Department of Computer Science, University of Missouri, Columbia, Missouri, USA.
BMC Med Inform Decis Mak. 2011 Jul 29;11:51. doi: 10.1186/1472-6947-11-51.
We present a method utilizing Healthcare Cost and Utilization Project (HCUP) dataset for predicting disease risk of individuals based on their medical diagnosis history. The presented methodology may be incorporated in a variety of applications such as risk management, tailored health communication and decision support systems in healthcare.

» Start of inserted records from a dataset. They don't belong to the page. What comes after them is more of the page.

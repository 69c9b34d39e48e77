//! Configuration System
//!
//! Layered configuration: merge-policy defaults, the global file, the workspace
//! file, then `UPDELTA_*` environment variables. Everything an engine needs
//! (blacklist, scanner and apply options) plus logging comes from here.

use crate::blacklist::Blacklist;
use crate::engine::DirtyOptions;
use crate::error::ApiError;
use crate::logging::{self, LoggingConfig};
use crate::snapshot::ScannerConfig;
use serde::{Deserialize, Serialize};

mod facade;
mod merge;
mod sources;

pub use facade::ConfigLoader;
pub use sources::global_file::global_config_path;
pub use sources::workspace_file::WORKSPACE_CONFIG_FILE;

/// Root configuration structure
#[derive(Debug, Clone, Default, PartialEq, Serialize, Deserialize)]
pub struct UpdeltaConfig {
    #[serde(default)]
    pub blacklist: BlacklistConfig,

    #[serde(default)]
    pub scanner: ScannerConfig,

    #[serde(default)]
    pub dirty: DirtyOptions,

    #[serde(default)]
    pub logging: LoggingConfig,
}

/// Blacklist rules as written in configuration files.
#[derive(Debug, Clone, PartialEq, Eq, Serialize, Deserialize)]
pub struct BlacklistConfig {
    /// Start from the built-in archive and patch extensions
    #[serde(default = "default_true")]
    pub use_defaults: bool,

    #[serde(default)]
    pub files: Vec<String>,

    #[serde(default)]
    pub extensions: Vec<String>,

    #[serde(default)]
    pub skip_directories: Vec<String>,
}

fn default_true() -> bool {
    true
}

impl Default for BlacklistConfig {
    fn default() -> Self {
        Self {
            use_defaults: true,
            files: Vec::new(),
            extensions: Vec::new(),
            skip_directories: Vec::new(),
        }
    }
}

impl BlacklistConfig {
    pub fn to_blacklist(&self) -> Blacklist {
        let base = if self.use_defaults {
            Blacklist::default()
        } else {
            Blacklist::empty()
        };
        base.with_files(&self.files)
            .with_extensions(&self.extensions)
            .with_skip_directories(&self.skip_directories)
    }

    fn validate(&self) -> Result<(), String> {
        let has_separator = |s: &String| s.contains('/') || s.contains('\\');
        if let Some(bad) = self.files.iter().find(|s| has_separator(s)) {
            return Err(format!("File rule '{}' must be a bare file name", bad));
        }
        if let Some(bad) = self.extensions.iter().find(|s| has_separator(s)) {
            return Err(format!("Extension rule '{}' contains a path separator", bad));
        }
        if let Some(bad) = self
            .extensions
            .iter()
            .find(|s| s.trim().trim_start_matches('.').is_empty())
        {
            return Err(format!("Extension rule '{}' is empty", bad));
        }
        if let Some(bad) = self.skip_directories.iter().find(|s| has_separator(s)) {
            return Err(format!(
                "Skip-directory rule '{}' must be a single name fragment",
                bad
            ));
        }
        Ok(())
    }
}

/// Configuration validation errors
#[derive(Debug, Clone, PartialEq, Eq)]
pub enum ValidationError {
    Blacklist(String),
    Logging(String),
}

impl std::fmt::Display for ValidationError {
    fn fmt(&self, f: &mut std::fmt::Formatter<'_>) -> std::fmt::Result {
        match self {
            ValidationError::Blacklist(msg) => write!(f, "Blacklist: {}", msg),
            ValidationError::Logging(msg) => write!(f, "Logging: {}", msg),
        }
    }
}

impl std::error::Error for ValidationError {}

impl UpdeltaConfig {
    /// Validate the entire configuration
    pub fn validate(&self) -> Result<(), Vec<ValidationError>> {
        let mut errors = Vec::new();

        if let Err(e) = self.blacklist.validate() {
            errors.push(ValidationError::Blacklist(e));
        }
        if let Err(e) = logging::validate(&self.logging) {
            errors.push(ValidationError::Logging(e));
        }

        if errors.is_empty() {
            Ok(())
        } else {
            Err(errors)
        }
    }

    /// [`validate`](Self::validate), folded into a single [`ApiError`].
    pub fn ensure_valid(&self) -> Result<(), ApiError> {
        self.validate().map_err(|errors| {
            let error_msgs: Vec<String> = errors.iter().map(|e| e.to_string()).collect();
            ApiError::ConfigError(format!(
                "Configuration validation failed:\n{}",
                error_msgs.join("\n")
            ))
        })
    }

    /// Render the effective configuration as TOML.
    pub fn to_toml(&self) -> Result<String, ApiError> {
        toml::to_string_pretty(self)
            .map_err(|e| ApiError::ConfigError(format!("Failed to render configuration: {}", e)))
    }
}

We employed the National Inpatient Sample (NIS) data, which is publicly available through Healthcare Cost and Utilization Project (HCUP), to train random forest classifiers for disease prediction. Since the HCUP data is highly imbalanced, we employed an ensemble learning approach based on repeated random sub-sampling. This technique divides the training data into multiple sub-samples, while ensuring that each sub-sample is fully balanced. We compared the performance of support vector machine (SVM), bagging, boosting and RF to predict the risk of eight chronic diseases.
We predicted eight disease categories. Overall, the RF ensemble learning method outperformed SVM, bagging and boosting in terms of the area under the receiver operating characteristic (ROC) curve (AUC). In addition, RF has the advantage of computing the importance of each variable in the classification process.

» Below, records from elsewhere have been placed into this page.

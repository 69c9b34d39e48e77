//! RelativePath derivation and normalization
//!
//! A RelativePath is the identity used to pair files across two snapshots. It is
//! always `/`-separated, carries no leading `./` or `/`, and is Unicode NFC so
//! the same name written on different platforms compares equal.

use crate::error::ScanError;
use std::path::{Component, Path, PathBuf};
use unicode_normalization::UnicodeNormalization;

/// Canonicalize a scan root, failing with [`ScanError::RootNotFound`] when it
/// does not exist or is not a directory.
pub fn canonicalize_root(root: &Path) -> Result<PathBuf, ScanError> {
    if !root.is_dir() {
        return Err(ScanError::RootNotFound(root.to_path_buf()));
    }
    // dunce avoids `\\?\` prefixes on Windows
    dunce::canonicalize(root).map_err(|e| ScanError::io(root, e))
}

/// Path of `full` relative to `root`, exactly as it is named on disk.
///
/// Output paths are built from this, never from the RelativePath key, so file
/// names keep their original bytes and normalization form.
pub fn native_relative(root: &Path, full: &Path) -> Result<PathBuf, ScanError> {
    let rel = full.strip_prefix(root).map_err(|_| {
        ScanError::InvalidPath(format!(
            "{} is not under {}",
            full.display(),
            root.display()
        ))
    })?;
    Ok(rel.to_path_buf())
}

/// Derive the RelativePath key of a native relative path.
pub fn relative_key(native: &Path) -> Result<String, ScanError> {
    let parts: Vec<String> = native
        .components()
        .filter_map(|c| match c {
            Component::Normal(name) => Some(name.to_string_lossy().nfc().collect::<String>()),
            _ => None,
        })
        .collect();

    if parts.is_empty() {
        return Err(ScanError::InvalidPath(format!(
            "{} has no relative component",
            native.display()
        )));
    }
    Ok(parts.join("/"))
}

/// Normalize a RelativePath string written by hand or on another platform.
pub fn normalize_relative(path: &str) -> String {
    let unified = path.replace('\\', "/");
    let parts: Vec<String> = unified
        .split('/')
        .filter(|part| !part.is_empty() && *part != ".")
        .map(|part| part.nfc().collect::<String>())
        .collect();
    parts.join("/")
}

/// Directory portion of a RelativePath; `""` for files at the root.
pub fn parent_of(relative: &str) -> &str {
    match relative.rfind('/') {
        Some(idx) => &relative[..idx],
        None => "",
    }
}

In combining repeated random sub-sampling with RF, we were able to overcome the class imbalance problem and achieve promising results. Using the national HCUP data set, we predicted eight disease categories with an average AUC of 88.79%.
我们提出了一种利用医疗保健成本和利用项目(HCUP)数据集的方法,根据个人的医疗诊断史预测其疾病风险。所提出的方法可以应用于各种应用中,例如风险管理、定制健康沟通和医疗保健中的决策支持系统。
我们利用国家住院患者样本(NIS)数据,该数据通过医疗保健成本和利用项目(HCUP)公开获取,用于训练疾病预测的随机森林分类器。由于 HCUP 数据高度不平衡,我们采用了基于重复随机子抽样的集成学习方法。该技术将训练数据分为多个子样本,同时确保每个子样本都是完全平衡的。我们比较了支持向量机(SVM)、袋装、提升和 RF 来预测八种慢性病的风险。
我们预测了八种疾病类别。总体而言,RF 集成学习方法在接收者操作特征(ROC)曲线下的面积(AUC)方面优于 SVM、袋装和提升。此外,RF 具有在分类过程中计算每个变量重要性的优势。
通过将重复随机子抽样与 RF 相结合,我们能够克服类别不平衡问题并取得良好的效果。使用全国 HCUP 数据集,我们预测了八种疾病类别,平均 AUC 为 88.79%。